The UAW had a distinct PR advantage in that the general public knows who the big car manufacturers are. But trans-Atlantic container service involves a few large companies with little public-facing presence, although the deals they cut and the prices they settle on have a big impact on every consumer and every business.
In addition to wages, the issue of increasing automation at the ports still looms large and might make a long-term deal challenging. For decades now, the rail and maritime freight sectors have come under increasing pressure to automate and reduce crew requirements, often putting workers and the public at greater risk.

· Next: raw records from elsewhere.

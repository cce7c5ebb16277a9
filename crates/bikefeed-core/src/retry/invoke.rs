//! Fixed-delay retry loop for arbitrary fallible operations (uploads).

use std::fmt;
use std::time::Duration;

/// Attempt count and fixed pause between attempts.
#[derive(Debug, Clone, Copy, PartialEq, Eq)]
pub struct InvokePolicy {
    /// Number of attempts before giving up. With 0 the operation is never called.
    pub retries: u32,
    /// Pause between attempts. Does not grow.
    pub delay: Duration,
}

impl Default for InvokePolicy {
    fn default() -> Self {
        Self {
            retries: 3,
            delay: Duration::from_secs(5),
        }
    }
}

impl InvokePolicy {
    pub fn new(retries: u32, delay: Duration) -> Self {
        Self { retries, delay }
    }

    pub fn attempts(&self) -> u32 {
        self.retries
    }
}

/// Every attempt of `operation` failed; `last` is the final attempt's error,
/// or `None` when the policy allowed no attempts.
#[derive(Debug, thiserror::Error)]
#[error("{operation} failed after {attempts} attempts")]
pub struct InvokeError<E> {
    pub operation: String,
    pub attempts: u32,
    #[source]
    pub last: Option<E>,
}

/// Calls `f` until it succeeds or `policy.attempts()` attempts have failed,
/// sleeping `policy.delay` between attempts.
pub fn invoke_with_retry<T, E, F>(
    policy: &InvokePolicy,
    operation: &str,
    f: F,
) -> Result<T, InvokeError<E>>
where
    F: FnMut() -> Result<T, E>,
    E: fmt::Display,
{
    invoke_with_retry_and_sleep(policy, operation, f, std::thread::sleep)
}

/// Like [`invoke_with_retry`] with a caller-supplied sleep.
pub fn invoke_with_retry_and_sleep<T, E, F, S>(
    policy: &InvokePolicy,
    operation: &str,
    mut f: F,
    mut sleep: S,
) -> Result<T, InvokeError<E>>
where
    F: FnMut() -> Result<T, E>,
    E: fmt::Display,
    S: FnMut(Duration),
{
    let attempts = policy.attempts();
    if attempts == 0 {
        tracing::warn!(operation, "no attempts allowed");
        return Err(InvokeError {
            operation: operation.to_string(),
            attempts,
            last: None,
        });
    }
    let mut attempt = 1u32;
    loop {
        match f() {
            Ok(value) => {
                if attempt > 1 {
                    tracing::info!(operation, attempt, "succeeded after retry");
                }
                return Ok(value);
            }
            Err(e) => {
                tracing::warn!(operation, attempt, error = %e, "attempt {} failed: {}", attempt, e);
                if attempt >= attempts {
                    return Err(InvokeError {
                        operation: operation.to_string(),
                        attempts,
                        last: Some(e),
                    });
                }
                sleep(policy.delay);
                attempt += 1;
            }
        }
    }
}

In the aftermath of the Norfolk Southern rail disaster in East Palestine, Ohio, which resulted in the release of a vast quantity of vinyl chloride and other highly toxic chemicals, elected officials from both parties blasted the railroad, which made for a worthy target.
Norfolk Southern, which is one of just seven remaining "Class One" railroads — there were nearly 50 of those in the 1980s — reportedly increased its shareholder payout by some 4,500 percent while cutting its railroad workforce by a third before the Ohio disaster. That was achieved by slashing costs, successfully resisting regulation and deploying more costly technology as the rail carrier made its trains longer, heavier and more profitable.
Earlier this year a ship called the Dali, a 1,000-foot floating behemoth that can hold 10,000 shipping containers but is operated by a 22-member crew, crashed into Baltimore’s Francis Scott Key Bridge, causing the death of six construction workers. That collapse screwed up port operations in Baltimore for months. Although the ship had a checkered safety record, the Coast Guard said it passed inspection last September.
Roland “Rex” Rexha, secretary-treasurer of the Marine Engineers’ Beneficial Association, the oldest maritime trade union in the U.S., said that the Baltimore disaster highlighted the downside of not having ships escorted by tug boats until they reach the open sea — as well as the risks created by building ever larger vessels while using automation as a justification for reducing crew size, and what he called the "wide variance between U.S. maritime safety standards and the rest of the world.”